Exercise instructions:
The task calls for every line of the data to be retyped exactly.

Dataset excerpts
* * * * * * * * *

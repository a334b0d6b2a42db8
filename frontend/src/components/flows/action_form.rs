//! Modal form for adding, updating, copying and refunding balance flows.
//!
//! ## Responsibilities
//! - Hold the draft and apply the user's edits to it
//! - Load selector options lazily, filtered by the draft's type and book
//! - Validate and submit through [`prepare_submission`]; failures stay in the form

use std::rc::Rc;

use shared::{
    build_tree, field_visibility, initial_values, prepare_submission, Account, Book, Category, CategoryRef, DraftEdit,
    FieldErrors, FlowType, FormContext, Payee, ReferenceQuery, Tag, TagSelection, TransactionDraft,
};
use wasm_bindgen_futures::spawn_local;
use web_sys::{HtmlInputElement, HtmlTextAreaElement};
use yew::prelude::*;

use crate::components::tree_select::{leaves, TreeSelect};
use crate::hooks::use_notification::Notice;
use crate::hooks::use_reference_list::use_reference_list;
use crate::services::api::ApiClient;
use crate::services::time;

struct DraftState(TransactionDraft);

enum DraftMsg {
    Reset(TransactionDraft),
    Edit(DraftEdit),
}

impl Reducible for DraftState {
    type Action = DraftMsg;

    fn reduce(self: Rc<Self>, action: DraftMsg) -> Rc<Self> {
        match action {
            DraftMsg::Reset(draft) => Rc::new(DraftState(draft)),
            DraftMsg::Edit(edit) => {
                let mut draft = self.0.clone();
                draft.apply(edit);
                Rc::new(DraftState(draft))
            }
        }
    }
}

fn account_label(account: &Account) -> String {
    format!("{} ({})", account.name, account.currency_code)
}

/// Resolve a select choice back to the full item. Re-picking the current
/// value works before its list has loaded.
fn pick<T: Clone>(items: &[T], choice: Option<(i64, String)>, current: Option<&T>, id_of: fn(&T) -> i64) -> Option<T> {
    let (id, _) = choice?;
    items
        .iter()
        .find(|item| id_of(item) == id)
        .or_else(|| current.filter(|item| id_of(item) == id))
        .cloned()
}

#[derive(Properties, PartialEq)]
pub struct ActionFormProps {
    pub api_client: ApiClient,
    pub context: FormContext,
    pub notify: Callback<Notice>,
    pub on_close: Callback<()>,
    pub on_saved: Callback<()>,
}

* * * * * * * * *

Written answer:
repository a334b0d6b2a42db8
filename frontend/src/components/flows/action_form.rs
//! Modal form for adding, updating, copying and refunding balance flows.
//!
//! ## Responsibilities
//! - Hold the draft and apply the user's edits to it
//! - Load selector options lazily, filtered by the draft's type and book
//! - Validate and submit through [`prepare_submission`]; failures stay in the form

use std::rc::Rc;

use shared::{
    build_tree, field_visibility, initial_values, prepare_submission, Account, Book, Category, CategoryRef, DraftEdit,
    FieldErrors, FlowType, FormContext, Payee, ReferenceQuery, Tag, TagSelection, TransactionDraft,
};
use wasm_bindgen_futures::spawn_local;
use web_sys::{HtmlInputElement, HtmlTextAreaElement};
use yew::prelude::*;

use crate::components::tree_select::{leaves, TreeSelect};
use crate::hooks::use_notification::Notice;
use crate::hooks::use_reference_list::use_reference_list;
use crate::services::api::ApiClient;
use crate::services::time;

struct DraftState(TransactionDraft);

enum DraftMsg {
    Reset(TransactionDraft),
    Edit(DraftEdit),
}

impl Reducible for DraftState {
    type Action = DraftMsg;

    fn reduce(self: Rc<Self>, action: DraftMsg) -> Rc<Self> {
        match action {
            DraftMsg::Reset(draft) => Rc::new(DraftState(draft)),
            DraftMsg::Edit(edit) => {
                let mut draft = self.0.clone();
                draft.apply(edit);
                Rc::new(DraftState(draft))
            }
        }
    }
}

fn account_label(account: &Account) -> String {
    format!("{} ({})", account.name, account.currency_code)
}

/// Resolve a select choice back to the full item. Re-picking the current
/// value works before its list has loaded.
fn pick<T: Clone>(items: &[T], choice: Option<(i64, String)>, current: Option<&T>, id_of: fn(&T) -> i64) -> Option<T> {
    let (id, _) = choice?;
    items
        .iter()
        .find(|item| id_of(item) == id)
        .or_else(|| current.filter(|item| id_of(item) == id))
        .cloned()
}

#[derive(Properties, PartialEq)]
pub struct ActionFormProps {
    pub api_client: ApiClient,
    pub context: FormContext,
    pub notify: Callback<Notice>,
    pub on_close: Callback<()>,
    pub on_saved: Callback<()>,
}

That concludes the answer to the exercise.